Вот так же когда-то в детстве я проснулся и увидел папу. Он стоял у окна, чуть отодвинул занавеску и недвижно чего-то ожидал. «Спи, спи, сынок. Ничего. Зато потом будет все спокойно». — «Что спокойно, пап?» — «Спать будешь спокойно». Тогда я ничего не понял, но всю жизнь прошел с ожиданием спокойного сна.
Я не сплю, я проснулся и смотрю теперь прямо перед собой; совсем близко от наших с Викой ног виднеется, скорее ощущается дверь, за которой спит наш сын Виктор. А вот на дверях действительно висит тяжелый занавес. Мы его повесили, надеясь, что эта мощная штора будет скрадывать или хотя бы приглушать шумы нашей жизни. Виктор, мальчик наш, спит очень чутко, и мы боимся разбудить его.

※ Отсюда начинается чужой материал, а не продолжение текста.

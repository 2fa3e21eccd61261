//! Assembles the joint problem over the calibrated cameras and triangulated
//! corners, filters it, runs a [`BundleSolver`] and turns the solver output
//! into new per-camera parameters.

use crate::calibration::chain::ExtrinsicPose;
use crate::calibration::intrinsic::IntrinsicParameters;
use crate::error::CalibrationError;
use crate::export::DiagnosticRecord;
use crate::geometry::RigidTransform;
use crate::optimization::bundle::{BundleSolver, CameraParameters, Observation};

pub use crate::config::{BundleAdjustmentConfig, LossKind};

use log::{info, warn};
use nalgebra::{Matrix3, Vector2, Vector3};
use serde::{Deserialize, Serialize};
use std::collections::{BTreeMap, BTreeSet};

/// Flattened bundle-adjustment input.
#[derive(Debug, Clone, PartialEq, Serialize, Deserialize)]
pub struct BundleAdjustmentProblem {
    pub cameras: Vec<CameraParameters>,
    /// Record index of each entry of `cameras`.
    pub camera_indices: Vec<usize>,
    pub points: Vec<[f64; 3]>,
    pub observations: Vec<Observation>,
    /// Originating frame of each point; required for frame exclusion.
    pub point_frames: Option<Vec<u32>>,
    pub config: BundleAdjustmentConfig,
}

/// What filtering removed before the solve.
#[derive(Debug, Clone, Copy, Default, PartialEq, Eq, Serialize, Deserialize)]
pub struct FilterStatistics {
    pub observations_in: usize,
    pub excluded_frame_observations: usize,
    pub outlier_observations: usize,
    /// Points left with fewer than two observations.
    pub dropped_points: usize,
    pub observations_used: usize,
    pub points_used: usize,
}

/// A filtered problem and the original index of each of its points.
#[derive(Debug, Clone)]
pub struct FilteredProblem {
    pub problem: BundleAdjustmentProblem,
    pub point_indices: Vec<usize>,
    pub statistics: FilterStatistics,
}

/// Output of one bundle-adjustment run. Nothing is applied until the caller
/// swaps `intrinsics` and `extrinsics` in.
#[derive(Debug, Clone, PartialEq, Serialize, Deserialize)]
pub struct BundleAdjustmentResult {
    /// State version the input record was taken from.
    pub source_version: u64,
    /// Record index of each entry of `cameras`.
    pub camera_indices: Vec<usize>,
    pub cameras: Vec<CameraParameters>,
    /// Aligned with the input points; points removed by filtering keep their
    /// input position.
    pub points: Vec<[f64; 3]>,
    pub initial_cost: f64,
    pub final_cost: f64,
    pub iterations: usize,
    pub converged: bool,
    pub status: String,
    pub statistics: FilterStatistics,
    /// Refined parameters by record camera index. Cameras that took no part
    /// in the run have no entry.
    pub intrinsics: BTreeMap<usize, IntrinsicParameters>,
    pub extrinsics: BTreeMap<usize, ExtrinsicPose>,
}

fn malformed(message: impl Into<String>) -> CalibrationError {
    CalibrationError::MalformedInput(message.into())
}

impl BundleAdjustmentProblem {
    /// Builds the problem from a diagnostic record.
    ///
    /// Only cameras with both intrinsics and extrinsics take part. They are
    /// numbered in record order and `camera_indices` maps them back; each
    /// triangulated point contributes one observation per contributing
    /// camera that takes part.
    ///
    /// # Arguments
    ///
    /// * `record` - Diagnostic record of the current calibration state.
    /// * `config` - Solver configuration; `reference_camera` is a record index
    ///   and is translated to the problem numbering.
    ///
    /// # Errors
    ///
    /// [`CalibrationError::MalformedInput`] if the reference camera is not
    /// calibrated, or a point names a camera or observation the record does
    /// not hold.
    pub fn from_diagnostics(
        record: &DiagnosticRecord,
        mut config: BundleAdjustmentConfig,
    ) -> Result<Self, CalibrationError> {
        let mut compact = vec![None; record.cameras.len()];
        let mut camera_indices = Vec::new();
        let mut cameras = Vec::new();
        for (index, camera) in record.cameras.iter().enumerate() {
            let (Some(intrinsics), Some(extrinsics)) = (&camera.intrinsics, &camera.extrinsics) else {
                info!("Camera '{}' is not calibrated and is left out of bundle adjustment", camera.name);
                continue;
            };
            let k = &intrinsics.camera_matrix;
            compact[index] = Some(cameras.len());
            camera_indices.push(index);
            cameras.push(CameraParameters::from_rotation_matrix(
                &extrinsics.rotation,
                &extrinsics.translation,
                [k[(0, 0)], k[(1, 1)]],
                [k[(0, 2)], k[(1, 2)]],
                intrinsics.distortion,
            ));
        }
        config.reference_camera = compact
            .get(config.reference_camera)
            .copied()
            .flatten()
            .ok_or_else(|| {
                malformed(format!(
                    "reference camera #{} is not calibrated",
                    config.reference_camera
                ))
            })?;

        let mut points = Vec::with_capacity(record.points.len());
        let mut point_frames = Vec::with_capacity(record.points.len());
        let mut observations = Vec::new();
        for (index, point) in record.points.iter().enumerate() {
            for camera in &point.cameras {
                let slot = compact.get(*camera).ok_or_else(|| {
                    malformed(format!(
                        "frame {}, corner {}: camera #{camera} is not in the record",
                        point.frame, point.corner_id
                    ))
                })?;
                let Some(compact_camera) = *slot else {
                    continue;
                };
                let [x, y] = record
                    .observation(point.frame, *camera, point.corner_id)
                    .ok_or_else(|| {
                        malformed(format!(
                            "frame {}, corner {}: no observation by camera #{camera}",
                            point.frame, point.corner_id
                        ))
                    })?;
                observations.push(Observation {
                    camera: compact_camera,
                    point: index,
                    x,
                    y,
                });
            }
            points.push([point.position.x, point.position.y, point.position.z]);
            point_frames.push(point.frame);
        }

        Ok(BundleAdjustmentProblem {
            cameras,
            camera_indices,
            points,
            observations,
            point_frames: Some(point_frames),
            config,
        })
    }

/// Checks the problem before any solver work.
    pub fn validate(&self) -> Result<(), CalibrationError> {
        self.config.validate()?;
        if self.cameras.is_empty() {
            return Err(malformed("bundle adjustment needs at least one camera"));
        }
        if self.points.is_empty() {
            return Err(malformed("bundle adjustment needs at least one point"));
        }
        if self.observations.is_empty() {
            return Err(malformed("bundle adjustment needs at least one observation"));
        }
        if self.camera_indices.len() != self.cameras.len() {
            return Err(malformed(format!(
                "{} camera index(es) for {} camera(s)",
                self.camera_indices.len(),
                self.cameras.len()
            )));
        }
        if self.config.reference_camera >= self.cameras.len() {
            return Err(malformed(format!(
                "reference camera {} out of range ({} camera(s))",
                self.config.reference_camera,
                self.cameras.len()
            )));
        }
        if let Some(index) = self.cameras.iter().position(|c| !c.is_finite()) {
            return Err(malformed(format!("camera #{index} has non-finite parameters")));
        }
        if let Some(index) = self
            .points
            .iter()
            .position(|p| !p.iter().all(|v| v.is_finite()))
        {
            return Err(malformed(format!("point #{index} has non-finite coordinates")));
        }
        for (i, obs) in self.observations.iter().enumerate() {
            if obs.camera >= self.cameras.len() || obs.point >= self.points.len() {
                return Err(malformed(format!(
                    "observation #{i} references camera #{} / point #{} out of range",
                    obs.camera, obs.point
                )));
            }
            if !obs.x.is_finite() || !obs.y.is_finite() {
                return Err(malformed(format!("observation #{i} has non-finite pixel")));
            }
        }
        match &self.point_frames {
            Some(frames) if frames.len() != self.points.len() => Err(malformed(format!(
                "point_frames has {} entries for {} point(s)",
                frames.len(),
                self.points.len()
            ))),
            None if !self.config.exclude_frames.is_empty() => {
                Err(malformed("frame exclusion requires point_frames"))
            }
            _ => Ok(()),
        }
    }

    /// Drops observations of excluded frames and initial outliers, then
    /// points left with fewer than two observations, and compacts the point
    /// indices. Cameras keep their numbering.
    pub fn filter(&self) -> FilteredProblem {
        let excluded: BTreeSet<u32> = self.config.exclude_frames.iter().copied().collect();
        let threshold = self.config.outlier_threshold;
        let mut statistics = FilterStatistics {
            observations_in: self.observations.len(),
            ..FilterStatistics::default()
        };

        let mut kept = Vec::with_capacity(self.observations.len());
        for obs in &self.observations {
            let frame = self.point_frames.as_ref().map(|frames| frames[obs.point]);
            if frame.is_some_and(|f| excluded.contains(&f)) {
                statistics.excluded_frame_observations += 1;
                continue;
            }
            if threshold > 0.0 {
                let residual = self.cameras[obs.camera]
                    .project(&Vector3::from(self.points[obs.point]))
                    .map(|pixel| (pixel - Vector2::new(obs.x, obs.y)).norm());
                if residual.map_or(true, |r| r > threshold) {
                    statistics.outlier_observations += 1;
                    continue;
                }
            }
            kept.push(*obs);
        }

        let mut counts = vec![0usize; self.points.len()];
        for obs in &kept {
            counts[obs.point] += 1;
        }
        let mut remap = vec![None; self.points.len()];
        let mut point_indices = Vec::new();
        for (index, count) in counts.iter().enumerate() {
            if *count >= 2 {
                remap[index] = Some(point_indices.len());
                point_indices.push(index);
            }
        }
        statistics.dropped_points = self.points.len() - point_indices.len();

        let observations: Vec<Observation> = kept
            .into_iter()
            .filter_map(|obs| {
                remap[obs.point].map(|point| Observation { point, ..obs })
            })
            .collect();
        statistics.observations_used = observations.len();
        statistics.points_used = point_indices.len();

        let problem = BundleAdjustmentProblem {
            cameras: self.cameras.clone(),
            camera_indices: self.camera_indices.clone(),
            points: point_indices.iter().map(|i| self.points[*i]).collect(),
            observations,
            point_frames: self
                .point_frames
                .as_ref()
                .map(|frames| point_indices.iter().map(|i| frames[*i]).collect()),
            config: self.config.clone(),
        };
        FilteredProblem {
            problem,
            point_indices,
            statistics,
        }
    }
}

Откуда у маленьких человечков — ему всего одиннадцать — бывает такой чуткий сон? Я в детстве спал так, что и бомбежка не могла меня разбудить. Мама будила: «Вставай, вставай, сынок. Тревога. Бомбят. Опять прилетел. Уходить надо. Да вставай же…» А я еще долго мычал, как все нормальные дети: «Сейчас, сейчас, угу, иду…» — и никак не мог проснуться, не мог расслышать уже начинавшееся уханье зениток и бомб где-то пока еще на окраинах города. Откуда это у Виктора? И Вика спит хорошо — не разбудишь ее простыми, якобы случайными уловками.
Четвертый час. Я что-то слишком разгулялся. Виктору бы такой сон, как у Вики. Ну, вот и разбудил. Громко говорить мы все равно боимся. Да мы стараемся вообще обходиться без слов.
Это не бессонница. Бессоницы у меня, тьфу-тьфу, не сглазить бы, пока нет. Стоит на ночь поесть, как тотчас смаривает. Еда лучше всяких снотворных — никогда не мог понять, почему столь простая истина никак не может овладеть массами страдающих бессонницей.
И опять заснул…
А утром проснулся — смутный свет сквозь занавески уже дает понять, что рассвет наступил, и хотя заоконная серость еще не позволяет хорошо все разглядеть, но занимающийся день, оживающая жизнь уже не сулят никаких иллюзий, а наоборот — разрушают возникшие под утро. Ясность ежедневной обыденности начинает забирать меня в свои руки.
Вокруг меня моя комната, с моими легкими шторками, мои книжки, мои стол и стулья, и рядом моя жена. Впрочем, на этот счет и ночью у меня иных представлений не возникало. Теперь надо найти тропиночку в ту комнату, выйти в свет, в жизнь — и дальше прямая дорога на работу.
Вообще-то могу еще немного полежать да подумать. Такой покой, пустое время, пустое думанье и приводят порой к великим решениям. Мои великие решения могут быть лишь на моем уровне — уровне мышления заведующего хирургическим отделением.
В отделении у меня сейчас ремонт. В одной половине лежат больные, другая закрыта — там грязь, шум, пыль ремонтная. На этаже, где операционный блок, тоже половина работает, а вторая отдана под ремонт.
Ох, ремонт! Лучше и не думать об этом…
Стоило мне выйти из комнаты, как Виктор в тот же миг открыл глаза.